==== Input ====

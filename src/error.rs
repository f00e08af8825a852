//! Error types for fundwatch.
//!
//! All errors are strongly typed using thiserror. Configuration errors are
//! surfaced synchronously to administrative callers; transient ledger and
//! gateway failures inside the worker are logged per item and never abort
//! the drain loop.

use thiserror::Error;

use crate::account::AccountId;
use crate::ledger::LedgerError;
use crate::tx::GatewayError;

/// Configuration and validation errors surfaced to administrative callers.
#[derive(Debug, Error)]
pub enum ConfigError {
    /// Fund amount below the configured minimum.
    #[error("Fund amount {amount} is below the minimum of {min}")]
    AmountBelowMinimum {
        /// Requested amount.
        amount: u64,
        /// Minimum allowed amount.
        min: u64,
    },

    /// Fund threshold below the configured minimum.
    #[error("Fund threshold {threshold} is below the minimum of {min}")]
    ThresholdBelowMinimum {
        /// Requested threshold.
        threshold: u64,
        /// Minimum allowed threshold.
        min: u64,
    },

    /// Fund interval below the configured minimum.
    #[error("Fund interval {interval} is below the minimum of {min} blocks")]
    IntervalBelowMinimum {
        /// Requested interval in blocks.
        interval: u64,
        /// Minimum allowed interval in blocks.
        min: u64,
    },

    /// A property value override string failed validation.
    #[error("Account {account}, property '{property}', value '{value}' is not valid: {reason}")]
    InvalidOverride {
        /// The monitored account carrying the property.
        account: AccountId,
        /// Property name.
        property: String,
        /// The full override string as supplied.
        value: String,
        /// Why the string was rejected.
        reason: String,
    },

    /// The configured maximum number of active monitors is exceeded.
    #[error("Maximum of {max} monitors already started")]
    MonitorCapacity {
        /// Configured maximum.
        max: usize,
    },

    /// The subsystem has been shut down; monitors can no longer be started.
    #[error("Funding monitor processing has been stopped")]
    Stopped,

    /// Worker initialization failed; the subsystem is permanently stopped.
    #[error("Funding monitor initialization failed: {reason}")]
    StartupFailed {
        /// Underlying failure.
        reason: String,
    },
}

/// Top-level error type for fundwatch.
#[derive(Debug, Error)]
pub enum FundingError {
    /// Configuration error.
    #[error("Configuration error: {0}")]
    Config(#[from] ConfigError),

    /// Ledger collaborator error.
    #[error("Ledger error: {0}")]
    Ledger(#[from] LedgerError),

    /// Transfer gateway error.
    #[error("Gateway error: {0}")]
    Gateway(#[from] GatewayError),

    /// Internal invariant failure.
    #[error("Internal error: {message}")]
    Internal {
        /// Description of the failure.
        message: String,
    },
}

impl FundingError {
    /// Creates an internal error.
    #[must_use]
    pub fn internal(message: impl Into<String>) -> Self {
        Self::Internal {
            message: message.into(),
        }
    }

    /// Returns true if this is a configuration error.
    #[must_use]
    pub const fn is_config(&self) -> bool {
        matches!(self, Self::Config(_))
    }

    /// Returns true if this is a ledger error.
    #[must_use]
    pub const fn is_ledger(&self) -> bool {
        matches!(self, Self::Ledger(_))
    }

    /// Returns true if this is a gateway error.
    #[must_use]
    pub const fn is_gateway(&self) -> bool {
        matches!(self, Self::Gateway(_))
    }
}

/// Result type alias for fundwatch operations.
pub type FundingResult<T> = Result<T, FundingError>;

#[cfg(test)]
mod tests {
    use super::*;

    #[test]
    fn override_error_carries_context() {
        let err = ConfigError::InvalidOverride {
            account: AccountId::new(17),
            property: "fund".to_string(),
            value: "amount".to_string(),
            reason: "segment 'amount' is missing '='".to_string(),
        };
        let msg = err.to_string();
        assert!(msg.contains("17"));
        assert!(msg.contains("fund"));
        assert!(msg.contains("missing '='"));
    }

    #[test]
    fn config_error_converts_to_funding_error() {
        let err: FundingError = ConfigError::Stopped.into();
        assert!(err.is_config());
        assert!(err.to_string().contains("stopped"));
    }

    #[test]
    fn internal_error_helper() {
        let err = FundingError::internal("wake receiver already taken");
        assert!(!err.is_config());
        assert!(err.to_string().contains("wake receiver"));
    }
}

====

The task ::
Lines with the word "enum" in them should be copied from the preceding records.

Response box ::
pub enum ConfigError {
pub enum FundingError {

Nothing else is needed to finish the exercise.